06 Temmuz 2017 05:13

'Yerel gazetelerde nefret söylemi arttı'

Medyada Nefret Söylemi İzleme Projesi ekibinden Pınar Ensari, Türkiye'deki medyada nefret söylemlerine karşı mücadele edilmesi gerektiğini belirtti.

Paylaş

Hrant Dink Vakfı, 2009 yılından beri "Medyada Nefret Söylemi"ne ilişkin ulusal ve yerel medyadaki nefret söylemi çalışmalarını mercek altına alıyor. 4 ayda bir rapor yayınlayan Hrant Dink Vakfı, 2017'nin Ocak-Şubat-Mart-Nisan ayları raporuna göre; ulusal, etnik ve dini grupları hedef alan bin 806 köşe yazısı ve haber, bu yazılardaysa toplam 2 bin 335 nefret söylemi tespit edildi. Haziran ayında yayınladıkları bu rapor ve Türkiye'de medyadaki "nefret söylemini" değerlendiren Medya'da Nefret Söylemi İzleme projesi ekibinden Pınar Ensari, "Çalışma ile, medyanın sivil denetiminin önemini gözeterek ırkçılık, ayrımcılık ve ötekileştirmenin üretilmesi ve yeniden üretilmesinin en önemli araçlarından biri olan medyada, insan hakları ve farklılıklara saygının güçlendirilmesini, belli kimlik özellikleri üzerinden hedef alınan kişi veya gruplara yönelik ayrımcı dil ve nefret söylemine dikkat çekmeyi ve bu konuda farkındalık yaratmayı hedefliyoruz" dedi. 

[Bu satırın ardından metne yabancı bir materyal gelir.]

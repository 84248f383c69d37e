//! Directory scanning: every file's block hash list
//!
//! Walks the synced directory with the `ignore` crate. Nothing is skipped by
//! default except blocksync's own bookkeeping files; `.blocksyncignore` files
//! and extra globs can exclude more.

use std::path::{Component, Path, PathBuf};
use std::time::SystemTime;

use bytes::Bytes;
use color_eyre::Result;
use ignore::WalkBuilder;
use ignore::overrides::{Override, OverrideBuilder};
use serde::{Deserialize, Serialize};
use tracing::{debug, warn};

use crate::chunker::{ChunkConfig, hash_list};
use crate::config::CONFIG_FILE;
use crate::hash::ContentHash;
use crate::index::INDEX_FILE;
use crate::snapshot::Snapshot;

/// Per-directory ignore file, gitignore syntax
pub const IGNORE_FILE: &str = ".blocksyncignore";

/// A scanned file
#[derive(Debug, Clone, Serialize, Deserialize)]
pub struct FileEntry {
    /// Relative path from the scan root, `/`-separated
    pub name: String,
    /// File size in bytes
    pub size: u64,
    /// Modification time
    pub modified: SystemTime,
    /// Ordered block hashes of the content
    pub blocks: Vec<ContentHash>,
}

/// Scanner for directory trees
pub struct Scanner {
    root: PathBuf,
    chunking: ChunkConfig,
    /// Glob patterns to exclude, relative to the root
    extra_ignores: Vec<String>,
}

impl Scanner {
    /// Create a new scanner for the given root directory
    #[must_use]
    pub fn new(root: impl Into<PathBuf>, chunking: ChunkConfig) -> Self {
        Self {
            root: root.into(),
            chunking,
            extra_ignores: Vec::new(),
        }
    }

    /// Add an extra ignore pattern
    #[must_use]
    pub fn ignore(mut self, pattern: impl Into<String>) -> Self {
        self.extra_ignores.push(pattern.into());
        self
    }

    #[must_use]
    pub fn root(&self) -> &Path {
        &self.root
    }

    /// Matcher for the extra ignore patterns; a name is excluded when
    /// `matched(name, false).is_ignore()`.
    ///
    /// # Errors
    /// Returns an error if a pattern is not a valid glob
    pub fn ignore_matcher(&self) -> Result<Override> {
        let mut overrides = OverrideBuilder::new(&self.root);
        for pattern in &self.extra_ignores {
            overrides.add(&format!("!{pattern}"))?;
        }
        Ok(overrides.build()?)
    }

    /// Create a configured walk builder
    fn walk_builder(&self) -> Result<WalkBuilder> {
        let mut builder = WalkBuilder::new(&self.root);
        builder
            .hidden(false)
            .parents(false)
            .ignore(false)
            .git_ignore(false)
            .git_global(false)
            .git_exclude(false)
            .require_git(false)
            .follow_links(false)
            .add_custom_ignore_filename(IGNORE_FILE)
            .overrides(self.ignore_matcher()?);
        Ok(builder)
    }

    /// Scan the directory, hashing every file.
    ///
    /// Files that cannot be read are reported in
    /// [`Snapshot::unreadable`] rather than failing the scan, so they are
    /// neither uploaded nor mistaken for deletions.
    ///
    /// # Errors
    /// Returns an error if the root itself cannot be walked
    pub fn scan(&self) -> Result<Snapshot> {
        let mut snapshot = Snapshot::empty();

        for result in self.walk_builder()?.build() {
            let entry = match result {
                Ok(entry) => entry,
                Err(e) => {
                    if e.io_error().is_some_and(|io| io.kind() == std::io::ErrorKind::NotFound)
                        && !self.root.exists()
                    {
                        return Err(e.into());
                    }
                    warn!("scan error: {e}");
                    continue;
                }
            };

            if !entry.file_type().is_some_and(|t| t.is_file()) {
                continue;
            }

            let path = entry.path();
            let Some(name) = self.relative_name(path) else {
                continue;
            };
            if is_reserved(&name) {
                continue;
            }

            match self.hash_file(path, &name) {
                Ok(file) => {
                    debug!(name = %file.name, blocks = file.blocks.len(), "scanned");
                    snapshot.insert(file);
                }
                Err(e) => {
                    warn!("cannot read {}: {e}", path.display());
                    snapshot.unreadable.insert(name);
                }
            }
        }

        Ok(snapshot)
    }

    fn hash_file(&self, path: &Path, name: &str) -> std::io::Result<FileEntry> {
        let metadata = std::fs::metadata(path)?;
        let data = Bytes::from(std::fs::read(path)?);
        Ok(FileEntry {
            name: name.to_owned(),
            size: data.len() as u64,
            modified: metadata.modified()?,
            blocks: hash_list(&data, &self.chunking),
        })
    }

    /// Relative `/`-separated name, or `None` for paths that cannot be
    /// represented in the index.
    fn relative_name(&self, path: &Path) -> Option<String> {
        let relative = path.strip_prefix(&self.root).ok()?;
        let name = relative_to_name(relative);
        if name.is_none() {
            warn!("skipping {}: name cannot be synchronized", path.display());
        }
        name
    }
}

/// Join the components of a relative path with `/`.
///
/// Rejects non-UTF-8 names and names containing line breaks, which the
/// index file cannot hold.
#[must_use]
pub fn relative_to_name(relative: &Path) -> Option<String> {
    let mut parts = Vec::new();
    for component in relative.components() {
        match component {
            Component::Normal(part) => parts.push(part.to_str()?),
            _ => return None,
        }
    }
    let name = parts.join("/");
    if name.is_empty() || name.contains(['\n', '\r']) {
        return None;
    }
    Some(name)
}

/// Map an index name back to a path under `root`
#[must_use]
pub fn name_to_path(root: &Path, name: &str) -> PathBuf {
    let mut path = root.to_path_buf();
    path.extend(name.split('/'));
    path
}

/// Whether `name` is one of blocksync's own files
#[must_use]
pub fn is_reserved(name: &str) -> bool {
    let base = name.rsplit('/').next().unwrap_or(name);
    name == INDEX_FILE
        || name == CONFIG_FILE
        || base == IGNORE_FILE
        || base.starts_with(crate::TEMP_PREFIX)
}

'PARTİ, KİŞİ VE ÖRGÜTLERE YÖNELİK SÖYLEMLER ÜRETİLİYOR'

Son dönemde Suriyelilere yönelik "Nefret Söylemi"nin inanılmaz derecede arttığını dile getiren Ensari, "2015 yılından önce Suriyeliler bizim anahtar sözcüğümüz değildi. 5 yıl öncesine kadar Suriyeliler ile ilgili haber yapılmıyordu. Şimdi, son raporumuzda en çok nefret söylemi ikinci grupta yer alıyor. İlk dönemlerimizde Kürtlere yönelik nefret söylemi çok fazlaydı. İlk beşteydi. Açılım veya barış sürecinden sonra ondan da bir azalma oldu. Çünkü; parti, kişi ve örgütlere yönelik nefret söylemi üretiliyor. Genel olarak Kürtlere değil. Projemiz gereği biz sadece gruplara yönelik nefret söylemini izliyoruz. İlk dönemlerde ana akım medyada daha fazla nefret söylemi vardı. Eskiden ulusal gazetelerde yerel gazetelere oranla daha fazla nefret söylemi çıkıyordu. Son raporumuzda bu durum değişti. Şimdi yerel gazetelerde çok daha fazla. Bunun da sebeplerinden biri Suriyelilere yönelik nefret söylemindeki artış olabilir" diye konuştu. 

'OBJEKTİF BİR TANIM YAPMAK ÇOK ZOR'

"Nefret Söylemi"nin hali hazırda dünya kamuoyunda çok fazla tartışılan bir kavram olduğuna dikkat çeken Ensari, "Bu proje başladığında Türkiye'de bu kavram çok fazla bilinen bir kavram değildi. Bu çalışma ve başka kurumların yaptığı çalışmalar sayesinde nefret söylemi üreten gazeteciler bile bu kavramı kullanıyor. Objektif bir tanım yapmak çok zor" dedi. LGBT-İ üyeleri ve kadınlara yönelik "Nefret Söylemi"ni sistematik olarak izlemediklerini; ancak raporlarında örneklerle yer verdiklerini kaydeden Ensari, "Kelime oyunları çok fazla oynanıyor. Müslüman kadınlara yönelik yapılacak bir nefret söylemini 'süslüman' ifadesi kullanıyor. Bunu çok muhafazakar bir gazete de kullanılıyor, çok seküler bir gazete de kullanabiliyor" ifadelerini kullandı. 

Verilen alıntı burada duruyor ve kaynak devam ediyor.